I was born with Asperger’s so that I had markedly different ideas and behaviours from the average girl,
In my book, Unforgiving, Memoir of an Asperger’s Teen, I talk about how frustrating it was, growing up in the 60’s when the syndrome was unknown.
I spent my whole life hearing that what I said or thought or how I reacted to situations was ‘wrong’. And maybe it was.
When I married Chris, we had problems, the same, I like to think, as any other couple.
I worried about saying the wrong thing, doing the wrong thing. Being the wrong person.
Even more so, now that his health is so fragile.
I’m sure others caring for their loved ones must feel the same, Asperger’s or not.
But that out-spokeness is helpful at times, too. Sometimes it is exactly what the situation calls for. I can face these times. I want to know. I ask questions, probe, push a little. Sometimes a lot.
So people look at me like Where do you get the nerve?
That’s okay. People have looked at me like that all my life. I need answers. Chris needs answers. I’m willing to stick my neck out to get them.
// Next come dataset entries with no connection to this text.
use crate::document::{DocId, Document};
use crate::fuzzy::FuzzyMatcher;
use crate::tokenizer::{collation_key, Tokenizer};
use std::collections::{BTreeSet, HashMap, HashSet};
use std::sync::Arc;

/// Below this many exact hits the fuzzy phase also runs.
pub const FUZZY_FALLBACK_THRESHOLD: usize = 10;

/// Inverted index over title, category and instructor text.
pub struct TextIndex {
    documents: Arc<[Document]>,
    postings: HashMap<String, BTreeSet<DocId>>,
    /// Every indexed token, sorted, for fuzzy lookups.
    vocabulary: Vec<String>,
    tokenizer: Tokenizer,
    fuzzy: FuzzyMatcher,
}

impl TextIndex {
    pub fn new(documents: Arc<[Document]>) -> Self {
        let tokenizer = Tokenizer::new();
        let mut postings: HashMap<String, BTreeSet<DocId>> = HashMap::new();
        for (doc_id, doc) in (0..).zip(documents.iter()) {
            for field in [&doc.title, &doc.category, &doc.instructor] {
                for token in tokenizer.tokens(field).iter() {
                    postings.entry(token.clone()).or_default().insert(doc_id);
                }
            }
        }
        let mut vocabulary: Vec<String> = postings.keys().cloned().collect();
        vocabulary.sort();

        Self { documents, postings, vocabulary, tokenizer, fuzzy: FuzzyMatcher::new() }
    }

    pub fn vocabulary(&self) -> &[String] {
        &self.vocabulary
    }

    pub fn postings(&self, token: &str) -> Option<&BTreeSet<DocId>> {
        self.postings.get(token)
    }

    /// Documents in `scope` matching `query`, sorted by title.
    pub fn search(&self, query: &str, scope: &HashSet<DocId>) -> Vec<&Document> {
        let ids: HashSet<DocId> = if query.is_empty() {
            scope.clone()
        } else {
            let tokens = self.tokenizer.tokens(query);
            let mut ids = self.exact_matches(&tokens);
            let exact_hits = ids.len();
            let fuzzy_ran = exact_hits < FUZZY_FALLBACK_THRESHOLD;
            if fuzzy_ran {
                ids.extend(self.fuzzy_matches(&tokens));
            }
            ids.retain(|id| scope.contains(id));
            tracing::debug!(query, exact_hits, fuzzy_ran, hits = ids.len(), "text search");
            ids
        };

        let mut docs: Vec<&Document> = ids
            .into_iter()
            .filter_map(|id| self.documents.get(id as usize))
            .collect();
        docs.sort_by_cached_key(|d| collation_key(&d.title));
        docs
    }

    /// Up to `limit` distinct titles: title-prefix matches on the first query
    /// token in corpus order, then titles of fuzzy matches.
    pub fn suggest(&self, query: &str, limit: usize) -> Vec<String> {
        let tokens = self.tokenizer.tokens(query);
        let Some(first) = tokens.first() else {
            return Vec::new();
        };

        let mut seen: HashSet<&str> = HashSet::new();
        let mut suggestions: Vec<String> = Vec::new();
        for doc in self.documents.iter() {
            if suggestions.len() >= limit {
                break;
            }
            let title_tokens = self.tokenizer.tokens(&doc.title);
            if title_tokens.iter().any(|t| t.starts_with(first.as_str())) && seen.insert(&doc.title) {
                suggestions.push(doc.title.clone());
            }
        }
        let prefix_hits = suggestions.len();

        if suggestions.len() < limit {
            for id in self.fuzzy_matches(&tokens) {
                if suggestions.len() >= limit {
                    break;
                }
                let Some(doc) = self.documents.get(id as usize) else { continue };
                if seen.insert(&doc.title) {
                    suggestions.push(doc.title.clone());
                }
            }
        }
        tracing::debug!(query, limit, prefix_hits, total = suggestions.len(), "suggest");
        suggestions
    }

    /// Memoized tokenizer inputs and distance pairs.
    pub(crate) fn cache_sizes(&self) -> (usize, usize) {
        (self.tokenizer.cached_inputs(), self.fuzzy.cached_pairs())
    }

    /// Ids whose postings contain every query token.
    fn exact_matches(&self, tokens: &[String]) -> HashSet<DocId> {
        let mut tokens = tokens.iter();
        let Some(first) = tokens.next() else {
            return HashSet::new();
        };
        let mut ids: HashSet<DocId> = self
            .postings
            .get(first)
            .map(|p| p.iter().copied().collect())
            .unwrap_or_default();
        for token in tokens {
            match self.postings.get(token) {
                Some(p) => ids.retain(|id| p.contains(id)),
                None => ids.clear(),
            }
            if ids.is_empty() {
                break;
            }
        }
        ids
    }

    /// Union of postings of every vocabulary token that fuzzily matches any
    /// query token, in discovery order.
    fn fuzzy_matches(&self, tokens: &[String]) -> Vec<DocId> {
        let mut seen: HashSet<DocId> = HashSet::new();
        let mut ids = Vec::new();
        for token in tokens {
            for matched in self.fuzzy.find_matches(token, &self.vocabulary) {
                let Some(p) = self.postings.get(matched) else { continue };
                ids.extend(p.iter().copied().filter(|id| seen.insert(*id)));
            }
        }
        ids
    }
}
It’s loving him that kills me.
I remember when he had his first heart attack twenty years ago, I was scared stiff. Scared he’d die when he had so much to live for. Scared I’d be without him.
I kept telling myself, If I can just get him home, just be in bed beside him again tonight, everything will be all right.
It hasn’t been perfect. We’ve had our ups and downs. But even with this final blow, we’re still together. Thirty years and counting. Still happy to see each other.
And, Asperger’s or not, snuggling together at night is still the very best part of my day.